Atiyyah Ellison

No. 99
- Positions: Defensive tackle, defensive end

Personal information
- Born: September 29, 1981 (age 44) St. Louis, Missouri, U.S.
- Listed height: 6 ft 3 in (1.91 m)
- Listed weight: 315 lb (143 kg)

Career information
- High school: Parkway South (Manchester, Missouri)
- College: Missouri (2002-2004)
- NFL draft: 2005: 3rd round, 89th overall pick

Career history
- Carolina Panthers (2005); Houston Texans (2006)*; Baltimore Ravens (2006); San Francisco 49ers (2007–2008); Jacksonville Jaguars (2008–2009); Kansas City Chiefs (2010); New England Patriots (2010);
- * Offseason and/or practice squad member only

Awards and highlights
- First-team All-Big 12 (2004); Third-team All-Big 12 (2003);

Career NFL statistics
- Total tackles: 16
- Pass deflections: 1
- Stats at Pro Football Reference

= Atiyyah Ellison =

American football player (born 1981)

Atiyyah Ramadan Ellison [ah-TEE-ah] (born September 29, 1981) is an American former professional football player who was a defensive lineman in the National Football League (NFL). He was selected by the Carolina Panthers in the third round of the 2005 NFL draft. He played college football for the Missouri Tigers.

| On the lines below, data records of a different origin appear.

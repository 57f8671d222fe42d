//! Authorization service for permission-gated endpoints.

use hmac::{Hmac, Mac};
use sha2::Sha256;
use std::collections::{HashMap, HashSet};

use crate::error::AppError;
use serde_json::json;

type HmacSha256 = Hmac<Sha256>;

/// Permission required to create, update, or delete redirects.
pub const REDIRECTS_EDIT: &str = "redirects:edit";

/// Service authorizing API requests via Bearer tokens.
///
/// Tokens are hashed with HMAC-SHA256 (keyed by `signing_secret`) at startup
/// and at request time, so raw token material is never held after
/// configuration loading. Each known token carries a set of granted
/// permissions; handlers never see the token, only the middleware's
/// approve/reject decision.
pub struct AuthService {
    signing_secret: String,
    grants: HashMap<String, HashSet<String>>,
}

impl AuthService {
    /// Creates an authorization service with an empty grant set.
    ///
    /// # Arguments
    ///
    /// - `signing_secret` - HMAC key; must match the value used when the
    ///   grant set was built
    pub fn new(signing_secret: String) -> Self {
        Self {
            signing_secret,
            grants: HashMap::new(),
        }
    }

    /// Grants `permission` to the given raw token.
    pub fn grant(&mut self, token: &str, permission: &str) {
        let hash = self.hash_token(token);
        self.grants
            .entry(hash)
            .or_default()
            .insert(permission.to_string());
    }

    /// Grants `permission` to every token in `tokens`, consuming the raw
    /// material.
    pub fn with_grants(mut self, tokens: &[String], permission: &str) -> Self {
        for token in tokens {
            self.grant(token, permission);
        }
        self
    }

    /// Hashes a raw token with HMAC-SHA256 using the server signing secret.
    ///
    /// Returns a 64-character lowercase hex-encoded MAC.
    fn hash_token(&self, token: &str) -> String {
        let mut mac = HmacSha256::new_from_slice(self.signing_secret.as_bytes())
            .expect("HMAC accepts any key length");
        mac.update(token.as_bytes());
        hex::encode(mac.finalize().into_bytes())
    }

    /// Checks that `token` is known and carries `permission`.
    ///
    /// # Errors
    ///
    /// Returns [`AppError::Unauthorized`] for an unknown token and
    /// [`AppError::Forbidden`] for a known token lacking the permission.
    pub fn authorize(&self, token: &str, permission: &str) -> Result<(), AppError> {
        let token_hash = self.hash_token(token);

        let Some(permissions) = self.grants.get(&token_hash) else {
            return Err(AppError::unauthorized(
                "Unauthorized",
                json!({"reason": "Unknown token"}),
            ));
        };

        if !permissions.contains(permission) {
            return Err(AppError::forbidden(
                "Forbidden",
                json!({"reason": format!("Token does not grant {permission}")}),
            ));
        }

        Ok(())
    }
}
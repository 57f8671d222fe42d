//! HTTP request/response tracing middleware.

use tower_http::LatencyUnit;
use tower_http::trace::{DefaultMakeSpan, DefaultOnResponse, TraceLayer};
use tracing::Level;

/// Creates a tracing middleware for HTTP requests.
///
/// # Logging Behavior
///
/// **On Request:**
/// - Creates a span at `INFO` level with HTTP method, URI path, and version
///
/// **On Response:**
/// - Logs at `INFO` level with status code and latency in milliseconds
///
/// # Example Logs
///
/// ```text
/// INFO request{method=GET uri=/v1/redirects version=HTTP/1.1}: Processing request
/// INFO request{method=GET uri=/v1/redirects version=HTTP/1.1}: Response 200 OK in 3ms
/// ```
pub fn layer()
-> TraceLayer<tower_http::classify::SharedClassifier<tower_http::classify::ServerErrorsAsFailures>>
{
    TraceLayer::new_for_http()
        .make_span_with(DefaultMakeSpan::new().level(Level::INFO))
        .on_response(
            DefaultOnResponse::new()
                .level(Level::INFO)
                .latency_unit(LatencyUnit::Millis),
        )
}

Ellison was also a member of the Houston Texans, Baltimore Ravens, San Francisco 49ers, Jacksonville Jaguars, Kansas City Chiefs, and New England Patriots.

He now works at the University of Missouri in Columbia, Missouri as the Director of Player Development - Football.

==Early life==
As a senior at Parkway South High School in St. Louis, Missouri, Ellison had three sacks and 47 tackles. He was ranked one of the top defensive lineman in the Midwest, won All-State honors, and was an All-Metro choice. Ellison also was a standout basketball player and received all-conference honors his senior year. He owns his high school shot put record and competed at the state track meet his junior and senior years.

Parkway South High School retired Ellison's jersey in 2006.

==College career==

===Coffeyville Community College===
Ellison attended Coffeyville Community College in Coffeyville, Kansas, for two seasons, where he redshirted in 2000. As a freshman in 2001, Ellison started 9 of 10 games, recording 57 tackles and five sacks. Inducted into the Coffeyville Hall of Fame in 2016.

===University of Missouri===
After community college, Ellison attended the University of Missouri, where as a sophomore in 2002 he played in 12 games (9 starts), finishing with 39 tackles and two forced fumbles at defensive end. In 2003, Ellison earned third-team All-Big 12 Conference honors after recording 72 tackles, four sacks, and two forced fumbles. As a senior in 2004, Ellison played in 11 games, finishing with 60 tackles and 2.5 sacks, earning first-team All-Big 12 honors.

==Professional career==

===Carolina Panthers===
Ellison was selected by the Carolina Panthers in the third round (89th overall) of the 2005 NFL draft. He was waived by Carolina during final cuts on September 3, 2005, and re-signed to their practice squad two days later. On September 14, 2005, he was promoted to the 53-man roster, but was waived again on September 24, 2005. He returned to the practice squad on September 27, 2005, and was elevated to the active roster again on October 31, 2005, where he spent the remainder of the season as an inactive. He was waived by the Panthers on September 2, 2006.

===Houston Texans===
The Houston Texans claimed Ellison off waivers on September 3, 2006, but waived him on September 7, 2006, before the start of the regular season.

===Baltimore Ravens===
Ellison was signed to the practice squad of the Baltimore Ravens on September 12, 2006, and was elevated to the 53-man roster on December 4, 2006. He was inactive for three games before being placed on injured reserve with a shoulder injury on December 30, 2006. He was waived by the Ravens on September 1, 2007, and re-signed to their practice squad the next day.

===San Francisco 49ers===
The San Francisco 49ers signed Ellison to their 53-man roster off the Ravens' practice squad on September 5, 2007. He was inactive for the entire 2007 season and was waived by the 49ers on August 30, 2008, and re-signed to the 49ers' practice squad the next day.

===Jacksonville Jaguars===
The Jacksonville Jaguars signed Ellison off the 49ers' practice squad on December 10, 2008, but he was inactive for the final three games of the regular season. Ellison made his NFL debut as a reserve in Week 1 of the 2009 season. He went on to play in 15 games for the Jaguars in 2009, starting nine at defensive tackle. He finished the season with 28 tackles and one and a half sack. He was waived by the Jaguars on September 4, 2010.

===Kansas City Chiefs===
The Kansas City Chiefs signed Ellison on October 20, 2010. He was inactive for one game before being waived on October 27, 2010.

===New England Patriots===
Ellison was signed by the New England Patriots on January 4, 2011, prior to their first playoff game. He was waived on January 8, 2011.